“We should so live and labor in our time that what came to us as seed may go to the next generation as blossom, and what came to us as blossom may go to them as fruit.” – Henry Ward Beecher
We all desire significance –- to lead happy and fulfilled lives surrounded by family and friends. And for many of us, there is a compelling need to make a difference – to leave a lasting impact on the people most dear to us and the world in which we live. The search for significance and desire to plan for the future leads many to ponder their legacy. What kind of legacy will you leave?
Our ancestors left us a legacy of faith that provided places to worship that we love today. While we don’t know what ministries of the future might require in the way of resources, we do know that our generation can provide financial resources to those who will come after us – faithful people we will never meet, but who will feel the impact of our love for them.
One way to provide for future generations is through your will. It is no accident that a will is called a last will and testament. A testament is nothing more than your personal testimony. It says what you believe and what you stand for. In fact, it may be the most important statement of all regarding what we truly believe matters most in our Christian life.
Many faithful members consider the church to be their family and, accordingly, include the church they love in their charitable estate plans through a bequest. The charitable bequest affords a way for virtually anyone to witness to his or her faith in Christ. A bequest may take on a number of forms, including a specific dollar amount, a percentage of the estate’s residual value, or the gift of a specific asset. Tithing from our accumulated assets, just like from our regular income, is a good starting point for a faithful steward.
It is not difficult to add a charitable bequest to an existing will or living trust. You should, or course, seek the advice and counsel of your attorney to make sure that your charitable dreams for your church are effectively and legally fulfilled. There are only three places your assets can go upon your death: family and friends, government or charity, including your church or favorite ministry. Not a difficult choice, right?

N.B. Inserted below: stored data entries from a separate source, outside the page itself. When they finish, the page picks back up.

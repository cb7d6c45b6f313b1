//! Call-site resolution against the repository-wide symbol table
//!
//! Runs after the symbol table is complete. Bare callee names are matched
//! against every definition in the repository; name collisions are narrowed
//! by proximity (same file, then same directory) and otherwise spread over
//! the remaining candidates at a reduced weight.

use coderank_core::{
    CallEdge, CallSite, CodeRankError, ResolverConfig, Result, SymbolTable, file_of, parent_dir,
};
use serde::Serialize;
use tracing::debug;

/// How one call site was resolved.
#[derive(Debug, Clone, PartialEq)]
pub enum CallResolution {
    /// No definition with that name: a builtin or third-party call.
    External,
    /// Exactly one definition in the repository.
    Unique(String),
    /// Several definitions, one of them in the caller's file or directory.
    Proximity(String),
    /// Several definitions with no proximity winner.
    Ambiguous(Vec<String>),
}

/// Counters over all resolved call sites.
#[derive(Debug, Clone, Default, PartialEq, Eq, Serialize)]
pub struct ResolutionStats {
    pub call_sites: usize,
    pub unique: usize,
    pub proximity: usize,
    pub ambiguous: usize,
    pub external: usize,
}

pub struct CallResolver<'a> {
    table: &'a SymbolTable,
    config: &'a ResolverConfig,
}

impl<'a> CallResolver<'a> {
    pub fn new(table: &'a SymbolTable, config: &'a ResolverConfig) -> Self {
        CallResolver { table, config }
    }

    pub fn resolve(&self, site: &CallSite) -> CallResolution {
        let candidates = self.table.candidates(&site.callee);
        match candidates {
            [] => CallResolution::External,
            [only] => CallResolution::Unique(only.clone()),
            _ => self.disambiguate(&site.caller, candidates),
        }
    }

    fn disambiguate(&self, caller: &str, candidates: &[String]) -> CallResolution {
        let caller_file = file_of(caller);

        if self.config.prefer_same_file {
            let mut same_file = candidates.iter().filter(|c| file_of(c) == caller_file);
            if let (Some(winner), None) = (same_file.next(), same_file.next()) {
                return CallResolution::Proximity(winner.clone());
            }
        }

        let caller_dir = parent_dir(caller_file);
        let same_dir: Vec<&String> = candidates
            .iter()
            .filter(|c| parent_dir(file_of(c)) == caller_dir)
            .collect();

        let tied: Vec<String> = match same_dir.as_slice() {
            [winner] => return CallResolution::Proximity((*winner).clone()),
            [] => candidates.to_vec(),
            several => several.iter().map(|c| (*c).clone()).collect(),
        };
        let cap = self.config.max_ambiguous_fanout.unwrap_or(usize::MAX);
        CallResolution::Ambiguous(tied.into_iter().take(cap).collect())
    }

    /// Resolve every call site into weighted edges. Repeated sites produce
    /// repeated edges; the graph sums them.
    pub fn edges<'s>(
        &self,
        sites: impl IntoIterator<Item = &'s CallSite>,
    ) -> (Vec<CallEdge>, ResolutionStats) {
        let mut edges = Vec::new();
        let mut stats = ResolutionStats::default();

        for site in sites {
            stats.call_sites += 1;
            let edge = |callee: String, weight: f64| CallEdge {
                caller: site.caller.clone(),
                callee,
                weight,
            };
            match self.resolve(site) {
                CallResolution::External => stats.external += 1,
                CallResolution::Unique(callee) => {
                    stats.unique += 1;
                    edges.push(edge(callee, 1.0));
                }
                CallResolution::Proximity(callee) => {
                    stats.proximity += 1;
                    edges.push(edge(callee, 1.0));
                }
                CallResolution::Ambiguous(tied) => {
                    stats.ambiguous += 1;
                    debug!(
                        caller = %site.caller,
                        callee = %site.callee,
                        candidates = tied.len(),
                        "ambiguous call"
                    );
                    let weight = self.config.ambiguous_weight;
                    edges.extend(tied.into_iter().map(|c| edge(c, weight)));
                }
            }
        }
        (edges, stats)
    }
}

/// Every edge endpoint must be a known definition. A miss is a bug in graph
/// construction and aborts the run.
pub fn verify_edges(table: &SymbolTable, edges: &[CallEdge]) -> Result<()> {
    for edge in edges {
        if !table.contains(&edge.caller) || !table.contains(&edge.callee) {
            return Err(CodeRankError::InconsistentGraph {
                caller: edge.caller.clone(),
                callee: edge.callee.clone(),
            });
        }
    }
    Ok(())
}

#[cfg(test)]
mod tests {
    use super::*;
    use coderank_core::Symbol;

    fn table(defs: &[(&str, Option<&str>, &str)]) -> SymbolTable {
        let mut table = SymbolTable::new();
        for (file, scope, name) in defs {
            table.insert(Symbol::function(file, *scope, name, 1, 2));
        }
        table
    }

    fn site(caller: &str, callee: &str) -> CallSite {
        CallSite {
            caller: caller.to_string(),
            callee: callee.to_string(),
            line: 1,
        }
    }

    #[test]
    fn test_unknown_name_is_external() {
        let table = table(&[("a.py", None, "main")]);
        let config = ResolverConfig::default();
        let resolver = CallResolver::new(&table, &config);
        assert_eq!(resolver.resolve(&site("a.py::main", "print")), CallResolution::External);
    }

    #[test]
    fn test_same_directory_wins() {
        let table = table(&[
            ("dir1/a.py", None, "helper"),
            ("dir2/b.py", None, "helper"),
            ("dir1/c.py", None, "main"),
        ]);
        let config = ResolverConfig::default();
        let resolver = CallResolver::new(&table, &config);
        assert_eq!(
            resolver.resolve(&site("dir1/c.py::main", "helper")),
            CallResolution::Proximity("dir1/a.py::helper".into())
        );
    }

    #[test]
    fn test_same_file_wins_over_directory() {
        let table = table(&[
            ("dir1/a.py", None, "helper"),
            ("dir1/c.py", Some("K"), "helper"),
            ("dir1/c.py", None, "main"),
        ]);
        let mut config = ResolverConfig::default();
        let resolver = CallResolver::new(&table, &config);
        assert_eq!(
            resolver.resolve(&site("dir1/c.py::main", "helper")),
            CallResolution::Proximity("dir1/c.py::K.helper".into())
        );

        config.prefer_same_file = false;
        let resolver = CallResolver::new(&table, &config);
        assert_eq!(
            resolver.resolve(&site("dir1/c.py::main", "helper")),
            CallResolution::Ambiguous(vec!["dir1/a.py::helper".into(), "dir1/c.py::K.helper".into()])
        );
    }

    #[test]
    fn test_no_proximity_match_spreads_over_all() {
        let table = table(&[
            ("x/a.py", None, "helper"),
            ("y/b.py", None, "helper"),
            ("z/c.py", None, "helper"),
            ("w/d.py", None, "main"),
        ]);
        let mut config = ResolverConfig::default();
        let resolver = CallResolver::new(&table, &config);
        let CallResolution::Ambiguous(tied) = resolver.resolve(&site("w/d.py::main", "helper")) else {
            panic!("expected an ambiguous resolution");
        };
        assert_eq!(tied.len(), 3);

        config.max_ambiguous_fanout = Some(2);
        let resolver = CallResolver::new(&table, &config);
        let (edges, stats) = resolver.edges(&[site("w/d.py::main", "helper")]);
        assert_eq!(edges.len(), 2);
        assert!(edges.iter().all(|e| e.weight == 0.3));
        assert_eq!(stats.ambiguous, 1);
    }

    #[test]
    fn test_edges_counts_every_outcome() {
        let table = table(&[("a.py", None, "f"), ("a.py", None, "g")]);
        let config = ResolverConfig::default();
        let resolver = CallResolver::new(&table, &config);
        let sites = [site("a.py::f", "g"), site("a.py::f", "f"), site("a.py::g", "len")];
        let (edges, stats) = resolver.edges(&sites);

        assert_eq!(edges.len(), 2);
        assert_eq!(edges[1].caller, edges[1].callee);
        assert_eq!(
            stats,
            ResolutionStats {
                call_sites: 3,
                unique: 2,
                proximity: 0,
                ambiguous: 0,
                external: 1,
            }
        );
    }

    #[test]
    fn test_verify_rejects_unknown_endpoint() {
        let table = table(&[("a.py", None, "f")]);
        let edges = vec![CallEdge {
            caller: "a.py::f".into(),
            callee: "a.py::ghost".into(),
            weight: 1.0,
        }];
        let err = verify_edges(&table, &edges).unwrap_err();
        assert!(matches!(err, CodeRankError::InconsistentGraph { ref callee, .. } if callee == "a.py::ghost"));
    }
}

Many of our local churches have established Endowment Funds to receive gifts from estates of their congregation members who wish to leave a legacy. Palo Alto First UMC, Los Altos UMC, Modesto First UMC, Carson City UMC, Fair Oaks UMC, Santa Rosa United Methodist Foundation, Stockton Central UMC, Napa First UMC, Watsonville First UMC and San Jose Wesley UMC are just a few of our churches with Endowment Funds making regular distributions to their ministries. These funds will go on giving to future generations of faithful congregations.
Questions to ponder:
- Have you made a will?
- Is God in your will?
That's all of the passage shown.